A menina do canto do quarto não tem nome, só fome. É toda fome.
Não tem braços, hematomas.
Tem uma maquiagem natural feita de barro e água salgada.
Os cabelos crespos, de um amarelo branco recém penteados, agora caiam por entre os dedos ressequidos. Arrancados com raiva.
E vocês falam de Amor?Assim com letra maiúscula mesmo?
-Vocês falam demais!- grita a menina pra mim, que olho assustado enquanto meu cérebro refaz o discurso já preparado: ”Deus te ama!”.
(Nos cartões de aniversário que eu escrevia na infância sempre havia o epílogo “Deus te ama e eu também”. Ao menos agora eu não estava mentindo).
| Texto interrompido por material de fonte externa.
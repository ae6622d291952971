//! Status consistency enforcer
//!
//! Three forwarder tasks (one per stage topic) feed a single bounded job
//! queue; a worker pool applies exactly one consistency-checked transition
//! per record to the metadata store; a result sink observes outcomes.
//!
//! Consistency violations (duplicate insert, stale status) are routine under
//! at-least-once redelivery: they are logged at warn and never escalated.
//! A duplicate text insert still proceeds to the status raise, so a crash
//! between the insert and the status update is healed when the record is
//! redelivered.

use std::sync::Arc;

use tokio::sync::{mpsc, Mutex};
use tokio::task::JoinHandle;
use tokio_util::sync::CancellationToken;
use tracing::{debug, error, info, warn};
use uuid::Uuid;

use murmur_common::error::{Error, Result};
use murmur_common::records::{Record, Status, SummarizedRecord, TranscribedRecord, UploadedRecord};
use murmur_common::store::MetadataStore;

use crate::config::PoolConfig;

/// One record from any of the three stage topics. Dispatch is by explicit
/// variant, matched exhaustively; there is no open-ended type inspection.
#[derive(Debug, Clone)]
pub enum StageRecord {
    Uploaded(UploadedRecord),
    Transcribed(TranscribedRecord),
    Summarized(SummarizedRecord),
}

impl StageRecord {
    pub fn uuid(&self) -> Uuid {
        match self {
            StageRecord::Uploaded(r) => r.uuid,
            StageRecord::Transcribed(r) => r.uuid,
            StageRecord::Summarized(r) => r.uuid,
        }
    }
}

/// Record and error streams for one stage topic, as produced by
/// `Reader::messages`.
pub type TopicStreams<T> = (mpsc::Receiver<T>, mpsc::Receiver<Error>);

/// Apply one record's transition to the store.
///
/// Duplicate-insert violations on the text tables are swallowed (logged)
/// because they mark a redelivered record; the status raise still runs.
/// Transient store errors propagate to the result sink.
pub async fn apply(store: &MetadataStore, record: StageRecord) -> Result<()> {
    match record {
        StageRecord::Uploaded(rec) => store.add_file(&rec).await,
        StageRecord::Transcribed(rec) => {
            match store.add_transcription(&rec).await {
                Ok(()) => {}
                Err(e) if e.is_consistency_violation() => {
                    warn!(uuid = %rec.uuid, error = %e, "transcription already stored, redelivery assumed");
                }
                Err(e) => return Err(e),
            }
            raise_status(store, rec.uuid, Status::Transcribed).await
        }
        StageRecord::Summarized(rec) => {
            match store.add_summarization(&rec).await {
                Ok(()) => {}
                Err(e) if e.is_consistency_violation() => {
                    warn!(uuid = %rec.uuid, error = %e, "summary already stored, redelivery assumed");
                }
                Err(e) => return Err(e),
            }
            raise_status(store, rec.uuid, Status::Summarized).await
        }
    }
}

async fn raise_status(store: &MetadataStore, uuid: Uuid, status: Status) -> Result<()> {
    match store.update_status(uuid, status).await {
        Err(e) if e.is_consistency_violation() => {
            warn!(%uuid, error = %e, "stale status transition rejected");
            Ok(())
        }
        other => other,
    }
}

/// Run the enforcer until all three topics stop (cancellation or reader
/// failure). Returns after the job queue and results are drained.
pub async fn run(
    store: Arc<MetadataStore>,
    uploaded: TopicStreams<UploadedRecord>,
    transcribed: TopicStreams<TranscribedRecord>,
    summarized: TopicStreams<SummarizedRecord>,
    pool: &PoolConfig,
    cancel: CancellationToken,
) {
    let capacity = pool.queue_capacity();
    let (jobs_tx, jobs_rx) = mpsc::channel::<StageRecord>(capacity);
    let jobs_rx = Arc::new(Mutex::new(jobs_rx));
    let (results_tx, mut results_rx) = mpsc::channel::<Result<Uuid>>(capacity);

    let forwarders = vec![
        tokio::spawn(forward(
            uploaded,
            jobs_tx.clone(),
            cancel.clone(),
            StageRecord::Uploaded,
        )),
        tokio::spawn(forward(
            transcribed,
            jobs_tx.clone(),
            cancel.clone(),
            StageRecord::Transcribed,
        )),
        tokio::spawn(forward(
            summarized,
            jobs_tx.clone(),
            cancel.clone(),
            StageRecord::Summarized,
        )),
    ];
    drop(jobs_tx);

    let workers: Vec<JoinHandle<()>> = (0..pool.workers.max(1))
        .map(|id| {
            let store = Arc::clone(&store);
            let jobs_rx = Arc::clone(&jobs_rx);
            let results_tx = results_tx.clone();
            tokio::spawn(async move {
                debug!(worker = id, "enforcer worker listening");
                loop {
                    let job = {
                        let mut rx = jobs_rx.lock().await;
                        rx.recv().await
                    };
                    let Some(record) = job else { break };
                    let uuid = record.uuid();
                    let result = apply(&store, record).await.map(|()| uuid);
                    if results_tx.send(result).await.is_err() {
                        break;
                    }
                }
            })
        })
        .collect();
    drop(results_tx);

    let result_sink = tokio::spawn(async move {
        let mut applied: u64 = 0;
        let mut failed: u64 = 0;
        while let Some(result) = results_rx.recv().await {
            match result {
                Ok(uuid) => {
                    applied += 1;
                    debug!(%uuid, "transition applied");
                }
                Err(e) => {
                    failed += 1;
                    warn!(error = %e, "transition failed");
                }
            }
        }
        info!(applied, failed, "enforcer drained");
    });

    for forwarder in forwarders {
        let _ = forwarder.await;
    }
    for worker in workers {
        let _ = worker.await;
    }
    let _ = result_sink.await;
}

/// Drain one topic's streams into the shared job queue.
async fn forward<T: Record>(
    streams: TopicStreams<T>,
    jobs: mpsc::Sender<StageRecord>,
    cancel: CancellationToken,
    wrap: fn(T) -> StageRecord,
) {
    let (mut records, mut errors) = streams;
    let mut errors_closed = false;
    loop {
        tokio::select! {
            _ = cancel.cancelled() => {
                debug!("forwarder cancelled");
                break;
            }
            err = errors.recv(), if !errors_closed => match err {
                Some(e) => {
                    error!(error = %e, "reader failed, forwarder stopping");
                    break;
                }
                None => errors_closed = true,
            },
            rec = records.recv() => match rec {
                Some(record) => {
                    if jobs.send(wrap(record)).await.is_err() {
                        break;
                    }
                }
                None => break,
            },
        }
    }
}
A menina do canto do quarto puxa com ódio os chapiscos da parede, chuta o ar, esmurra seus sonhos. Aumenta as feridas dos lábios mastigando o sangue velho. Enforca a goela em soluços. Arranha o focinho com o ranho seco.
Meu Deus, não é um animal!
-Não deveria ser.
Quase dormindo a menina cai a cabeça na quina da cômoda. Enquanto junta os papéis que caíram, não quer outra surra, vê aberto um livro azul.
“Nisto conhecemos o amor: que Cristo deu a sua vida por nós; e nós devemos dar a vida pelos irmãos.” sublinhado com uma bic vermelha saltava.
Continuou sem fazer sentido.
Fechou a Bíblia e foi dormir.
E nós falamos em Amor?Assim com letra maiúscula mesmo? É bom parar de só falar não?